NEFTEYUGANSK, October 24 (RIA Novosti) - Russia's environmental protection agencies are failing to fulfill their responsibilities to enforce environmental legislation, the first deputy prosecutor general said Tuesday.

"Violations of environmental legislation have become widespread," Igor Buksman said adding that Russia's Federal Agency for the Management of Mineral Resources, the Federal Service for the Oversight of Natural Resources and the Federal Service for the Oversight of the Environment, Technology and Nuclear Management were not implementing their obligations in full.

Buksman said that 11,000 violations of environmental legislation were registered in Russia over the last year, and that oil companies were responsible for most of the environmental damage.

Russian authorities have been stepping up pressure on oil producers in recent months.
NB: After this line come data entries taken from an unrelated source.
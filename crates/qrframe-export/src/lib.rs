//! Qrframe Export: vector artifacts become files
//!
//! Two formats: native SVG serialization ([`svg`]) and offscreen PNG
//! rasterization ([`png`]). Both implement the [`Exporter`] trait so
//! callers can pick a format by name without caring which is which.

use std::path::Path;

use qrframe_core::{RenderedVector, Result};

pub mod png;
pub mod svg;

pub use png::PngExporter;
pub use svg::{to_svg, SvgExporter};

/// An output format: artifact in, encoded bytes out.
pub trait Exporter {
    /// Format name as used on the command line.
    fn name(&self) -> &'static str;

    /// Encode the artifact as bytes in this format.
    fn export(&self, vector: &RenderedVector) -> Result<Vec<u8>>;

    /// Default file extension for this format.
    fn extension(&self) -> &'static str;

    /// MIME type identifying this format.
    fn mime_type(&self) -> &'static str;
}

/// Resolve an exporter by format name.
pub fn exporter_for(format: &str) -> Option<Box<dyn Exporter>> {
    match format.to_ascii_lowercase().as_str() {
        "svg" => Some(Box::new(SvgExporter::with_embedded_images())),
        "png" => Some(Box::new(PngExporter::new())),
        _ => None,
    }
}

/// Write exported bytes to `path`, appending the format's default
/// extension when the path has none.
pub fn write_artifact(path: &Path, bytes: &[u8], extension: &str) -> Result<std::path::PathBuf> {
    let path = if path.extension().is_some() {
        path.to_path_buf()
    } else {
        path.with_extension(extension)
    };
    std::fs::write(&path, bytes)?;
    Ok(path)
}
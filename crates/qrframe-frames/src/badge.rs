//! Scan-me badge: card with a pill-shaped call-to-action caption.
//!
//! This frame is built around its caption; when the caller supplies
//! none the pill still renders with the stock "Scan Me" text.

use qrframe_core::{Color, FrameRenderer, Node};

use crate::{backdrop, place, CAPTION_SIZE, PAD};

const PILL_HEIGHT: f64 = 44.0;
const PILL_GAP: f64 = 12.0;
const DEFAULT_CAPTION: &str = "Scan Me";

pub(crate) static BADGE: BadgeFrame = BadgeFrame;

pub(crate) struct BadgeFrame;

impl FrameRenderer for BadgeFrame {
    fn name(&self) -> &'static str {
        "badge"
    }

    fn size_for(&self, symbol_extent: f64) -> (f64, f64) {
        (
            symbol_extent + 2.0 * PAD,
            symbol_extent + 2.0 * PAD + PILL_GAP + PILL_HEIGHT + PAD,
        )
    }

    fn compose(
        &self,
        symbol: Node,
        symbol_extent: f64,
        foreground: Color,
        background: Color,
        caption: Option<&str>,
    ) -> Vec<Node> {
        let (width, height) = self.size_for(symbol_extent);
        let text = caption.unwrap_or(DEFAULT_CAPTION);

        let pill_width = (symbol_extent * 0.7).max(120.0);
        let pill_x = (width - pill_width) / 2.0;
        let pill_y = PAD + symbol_extent + PAD + PILL_GAP;

        vec![
            backdrop(width, height, 16.0, foreground, background),
            place(symbol, PAD, PAD),
            Node::rounded_rect(
                pill_x,
                pill_y,
                pill_width,
                PILL_HEIGHT,
                PILL_HEIGHT / 2.0,
                foreground,
            ),
            Node::caption(
                width / 2.0,
                pill_y + PILL_HEIGHT / 2.0 + CAPTION_SIZE / 3.0,
                text,
                CAPTION_SIZE,
                background,
            ),
        ]
    }
}
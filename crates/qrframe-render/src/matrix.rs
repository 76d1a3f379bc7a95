//! Symbol matrix acquisition
//!
//! The matrix itself comes from the `qrcode` crate; this module owns
//! the conversion into our flat row-major bit form and the mapping of
//! error-correction tiers. Construction is a local, deterministic
//! computation — there is nothing to cancel, retry, or time out.

use qrframe_core::{EcLevel, EncodeError};

/// The square grid of dark/light cells encoding one payload.
///
/// Immutable once built; `cells` is row-major, `true` = dark.
#[derive(Debug, Clone, PartialEq, Eq)]
pub struct SymbolMatrix {
    size: usize,
    cells: Vec<bool>,
}

impl SymbolMatrix {
    /// Encode a payload at the given error-correction tier.
    pub fn encode(payload: &str, level: EcLevel) -> Result<Self, EncodeError> {
        let code = qrcode::QrCode::with_error_correction_level(payload, to_qrcode_level(level))
            .map_err(|err| match err {
                qrcode::types::QrError::DataTooLong => {
                    EncodeError::DataTooLong(format!("{} bytes", payload.len()))
                }
                other => EncodeError::Backend(format!("{other:?}")),
            })?;

        let size = code.width();
        let cells = code
            .to_colors()
            .into_iter()
            .map(|c| c == qrcode::Color::Dark)
            .collect::<Vec<_>>();
        debug_assert_eq!(cells.len(), size * size);

        log::debug!("encoded {} bytes into {size}x{size} symbol", payload.len());
        Ok(Self { size, cells })
    }

    /// Build directly from cells. Intended for tests; `cells` must be
    /// `size * size` long.
    pub fn from_cells(size: usize, cells: Vec<bool>) -> Self {
        assert_eq!(cells.len(), size * size);
        Self { size, cells }
    }

    pub fn size(&self) -> usize {
        self.size
    }

    /// Whether the cell at (row, col) is dark.
    ///
    /// Out-of-range coordinates are a precondition violation; this is
    /// called from the render hot loop and does not re-check bounds
    /// beyond the slice index itself.
    #[inline]
    pub fn dark(&self, row: usize, col: usize) -> bool {
        self.cells[row * self.size + col]
    }
}

fn to_qrcode_level(level: EcLevel) -> qrcode::EcLevel {
    match level {
        EcLevel::Low => qrcode::EcLevel::L,
        EcLevel::Medium => qrcode::EcLevel::M,
        EcLevel::Quartile => qrcode::EcLevel::Q,
        EcLevel::High => qrcode::EcLevel::H,
    }
}

#[cfg(test)]
mod tests {
    use super::*;

    #[test]
    fn encode_produces_square_matrix() {
        let m = SymbolMatrix::encode("https://example.com", EcLevel::Medium).unwrap();
        // QR versions are 21 + 4k cells per side
        assert!(m.size() >= 21);
        assert_eq!((m.size() - 21) % 4, 0);
    }

    #[test]
    fn higher_ec_never_shrinks_the_symbol() {
        let low = SymbolMatrix::encode("https://example.com/some/path", EcLevel::Low).unwrap();
        let high = SymbolMatrix::encode("https://example.com/some/path", EcLevel::High).unwrap();
        assert!(high.size() >= low.size());
    }

    #[test]
    fn finder_corner_is_dark() {
        // The finder pattern's outer ring guarantees a dark (0,0) cell.
        let m = SymbolMatrix::encode("x", EcLevel::Medium).unwrap();
        assert!(m.dark(0, 0));
    }

    #[test]
    fn oversized_payload_is_rejected() {
        let payload = "a".repeat(8000);
        let err = SymbolMatrix::encode(&payload, EcLevel::High).unwrap_err();
        assert!(matches!(err, EncodeError::DataTooLong(_)));
    }
}
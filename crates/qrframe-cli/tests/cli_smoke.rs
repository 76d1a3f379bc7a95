//! CLI smoke tests
//!
//! Function-level tests for style resolution plus one spawn of the real
//! binary per happy/sad path.

use std::path::PathBuf;
use std::process::Command;

use clap::Parser;
use qrframe::{EcLevel, EyeStyle, GradientDirection, ModuleStyle};
use qrframe_cli::commands::render::build_style;
use qrframe_cli::{Cli, Commands};

fn parse_render(args: &[&str]) -> qrframe_cli::RenderArgs {
    let cli = Cli::parse_from(args);
    match cli.command {
        Commands::Render(args) => *args,
        other => panic!("expected render command, got {other:?}"),
    }
}

fn temp_output(name: &str) -> PathBuf {
    let mut path = std::env::temp_dir();
    path.push(format!("qrframe-test-{}-{name}", std::process::id()));
    path
}

#[test]
fn default_style_from_minimal_args() {
    let args = parse_render(&["qrframe", "render", "https://example.com"]);
    let style = build_style(&args).unwrap();
    assert_eq!(style.module_style, ModuleStyle::Square);
    assert_eq!(style.ec_level, EcLevel::Medium);
    assert!(style.gradient.is_none());
}

#[test]
fn flags_override_defaults() {
    let args = parse_render(&[
        "qrframe",
        "render",
        "https://example.com",
        "--module-style",
        "dots",
        "--eye-style",
        "leaf",
        "--fg",
        "#336699",
        "--gradient",
        "#000000,#0000ff,radial",
        "--ec-level",
        "q",
    ]);
    let style = build_style(&args).unwrap();
    assert_eq!(style.module_style, ModuleStyle::Dots);
    assert_eq!(style.eye_style, EyeStyle::Leaf);
    assert_eq!(style.foreground, "#336699".parse().unwrap());
    assert_eq!(style.gradient.unwrap().direction, GradientDirection::Radial);
    assert_eq!(style.ec_level, EcLevel::Quartile);
}

#[test]
fn style_file_supplies_base_values() {
    let path = temp_output("style.json");
    std::fs::write(
        &path,
        r##"{"module_style":"rounded","foreground":"#112233"}"##,
    )
    .unwrap();

    let args = parse_render(&[
        "qrframe",
        "render",
        "x",
        "--style-file",
        path.to_str().unwrap(),
        "--fg",
        "#445566",
    ]);
    let style = build_style(&args).unwrap();
    std::fs::remove_file(&path).ok();

    assert_eq!(style.module_style, ModuleStyle::Rounded);
    // Flag wins over file.
    assert_eq!(style.foreground, "#445566".parse().unwrap());
}

#[test]
fn bad_style_values_are_config_errors() {
    let args = parse_render(&["qrframe", "render", "x", "--module-style", "wavy"]);
    assert!(build_style(&args).is_err());

    let args = parse_render(&["qrframe", "render", "x", "--gradient", "#000"]);
    assert!(build_style(&args).is_err());
}

#[test]
fn binary_renders_svg_file() {
    let output = temp_output("out");
    let status = Command::new(env!("CARGO_BIN_EXE_qrframe"))
        .args([
            "render",
            "https://example.com",
            "-o",
            output.to_str().unwrap(),
            "--frame",
            "simple",
            "--caption",
            "Scan Me",
            "--quiet",
        ])
        .status()
        .unwrap();
    assert!(status.success());

    let written = output.with_extension("svg");
    let svg = std::fs::read_to_string(&written).unwrap();
    std::fs::remove_file(&written).ok();
    assert!(svg.contains("<svg"));
    assert!(svg.contains("Scan Me"));
}

#[test]
fn binary_rejects_unknown_format() {
    let status = Command::new(env!("CARGO_BIN_EXE_qrframe"))
        .args(["render", "x", "--format", "pdf", "--quiet"])
        .status()
        .unwrap();
    assert!(!status.success());
}

#[test]
fn info_lists_frames() {
    let out = Command::new(env!("CARGO_BIN_EXE_qrframe"))
        .args(["info", "--frames"])
        .output()
        .unwrap();
    assert!(out.status.success());
    let stdout = String::from_utf8_lossy(&out.stdout);
    assert!(stdout.contains("simple"));
    assert!(stdout.contains("polaroid"));
}
//! Simple border frame: a stroked card with an optional caption line
//! under the symbol.

use qrframe_core::{Color, FrameRenderer, Node};

use crate::{backdrop, place, CAPTION_ALLOWANCE, CAPTION_SIZE, PAD};

pub(crate) static SIMPLE: SimpleFrame = SimpleFrame;

pub(crate) struct SimpleFrame;

impl FrameRenderer for SimpleFrame {
    fn name(&self) -> &'static str {
        "simple"
    }

    fn size_for(&self, symbol_extent: f64) -> (f64, f64) {
        (
            symbol_extent + 2.0 * PAD,
            symbol_extent + 2.0 * PAD + CAPTION_ALLOWANCE,
        )
    }

    fn compose(
        &self,
        symbol: Node,
        symbol_extent: f64,
        foreground: Color,
        background: Color,
        caption: Option<&str>,
    ) -> Vec<Node> {
        let (width, height) = self.size_for(symbol_extent);
        let mut nodes = vec![
            backdrop(width, height, 12.0, foreground, background),
            place(symbol, PAD, PAD),
        ];
        if let Some(text) = caption {
            nodes.push(Node::caption(
                width / 2.0,
                height - (CAPTION_ALLOWANCE - CAPTION_SIZE) / 2.0 - 6.0,
                text,
                CAPTION_SIZE,
                foreground,
            ));
        }
        nodes
    }
}
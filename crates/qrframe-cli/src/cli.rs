//! CLI argument definitions using Clap v4

use clap::{Parser, Subcommand};
use std::path::PathBuf;

/// qrframe - styled QR codes with decorative frames
#[derive(Parser, Debug)]
#[command(name = "qrframe")]
#[command(version, about, long_about = None)]
pub struct Cli {
    #[command(subcommand)]
    pub command: Commands,
}

#[derive(Subcommand, Debug)]
pub enum Commands {
    /// Display available frames and style options
    #[command(alias = "i")]
    Info(InfoArgs),

    /// Render a payload to an image file
    #[command(alias = "r")]
    Render(Box<RenderArgs>),
}

/// Arguments for the info command
#[derive(Parser, Debug)]
pub struct InfoArgs {
    /// List registered decorative frames
    #[arg(long)]
    pub frames: bool,

    /// List module and eye style names
    #[arg(long)]
    pub styles: bool,
}

/// Arguments for the render command
#[derive(Parser, Debug)]
pub struct RenderArgs {
    /// Payload text to encode (typically a URL)
    pub payload: String,

    /// Output file; extension is added from the format when missing
    #[arg(short = 'o', long = "output", default_value = "qrcode")]
    pub output: PathBuf,

    /// Output format: svg, png
    #[arg(short = 'F', long = "format", default_value = "svg")]
    pub format: String,

    /// Display size in pixels for the longer dimension
    #[arg(short = 's', long = "size")]
    pub size: Option<f64>,

    /// Module style: square, dots, rounded
    #[arg(long = "module-style")]
    pub module_style: Option<String>,

    /// Eye style: square, circle, rounded, leaf, diamond
    #[arg(long = "eye-style")]
    pub eye_style: Option<String>,

    /// Foreground color (#rrggbb or name)
    #[arg(long = "fg")]
    pub foreground: Option<String>,

    /// Background color (#rrggbb or name)
    #[arg(long = "bg")]
    pub background: Option<String>,

    /// Eye color override (defaults to foreground)
    #[arg(long = "eye-color")]
    pub eye_color: Option<String>,

    /// Gradient as start,end,direction
    /// (direction: vertical, horizontal, diagonal, radial)
    #[arg(long = "gradient")]
    pub gradient: Option<String>,

    /// Logo image path or URL; forces error correction to high
    #[arg(long = "logo")]
    pub logo: Option<String>,

    /// Decorative frame name (see `qrframe info --frames`);
    /// unknown names fall back to no frame
    #[arg(short = 'f', long = "frame", default_value = "none")]
    pub frame: String,

    /// Caption text for frames that display one
    #[arg(short = 'c', long = "caption")]
    pub caption: Option<String>,

    /// Error-correction level: l, m, q, h
    #[arg(long = "ec-level")]
    pub ec_level: Option<String>,

    /// JSON style file; command-line flags override its values
    #[arg(long = "style-file")]
    pub style_file: Option<PathBuf>,

    /// Root element id for the output document
    #[arg(long = "id")]
    pub id: Option<String>,

    /// Suppress progress output
    #[arg(short = 'q', long = "quiet")]
    pub quiet: bool,
}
In September, the Natural Resources Ministry withdrew a key environmental permit for the huge Sakhalin II oil and gas project, led by oil major Royal Dutch Shell in Russia's Far East, which is being implemented under a production-sharing agreement dating back to 1994.

In late September, the ministry also announced planned probes into another production-sharing agreement, the Kharyaga deposit in Northern Russia, implemented by the French oil major Total, and the Kovykta gas project in East Siberia, developed by the Anglo-Russian joint venture TNK-BP.

On Tuesday, Sergei Sai, the head of the Federal Service for the Oversight of Natural Resources, said the environmental watchdog's commission was considering the revocation of 30 licenses in Western Siberia following the results of the first six months of 2006. He added that the results of an investigation of 17 licenses have been submitted to environmental protection prosecutors.

Natural Resources Minister Yury Trutnev, who is currently on a working visit to the Khanty-Mansi Autonomous District in Western Siberia, also spoke Tuesday about severe sanctions against companies that violate natural resource regulations.

"Those guilty of violating legislation and provisions of agreements on mineral deposit use will be severely penalized, potentially by the revocation of their licenses for the development of oil and gas fields," said Trutnev.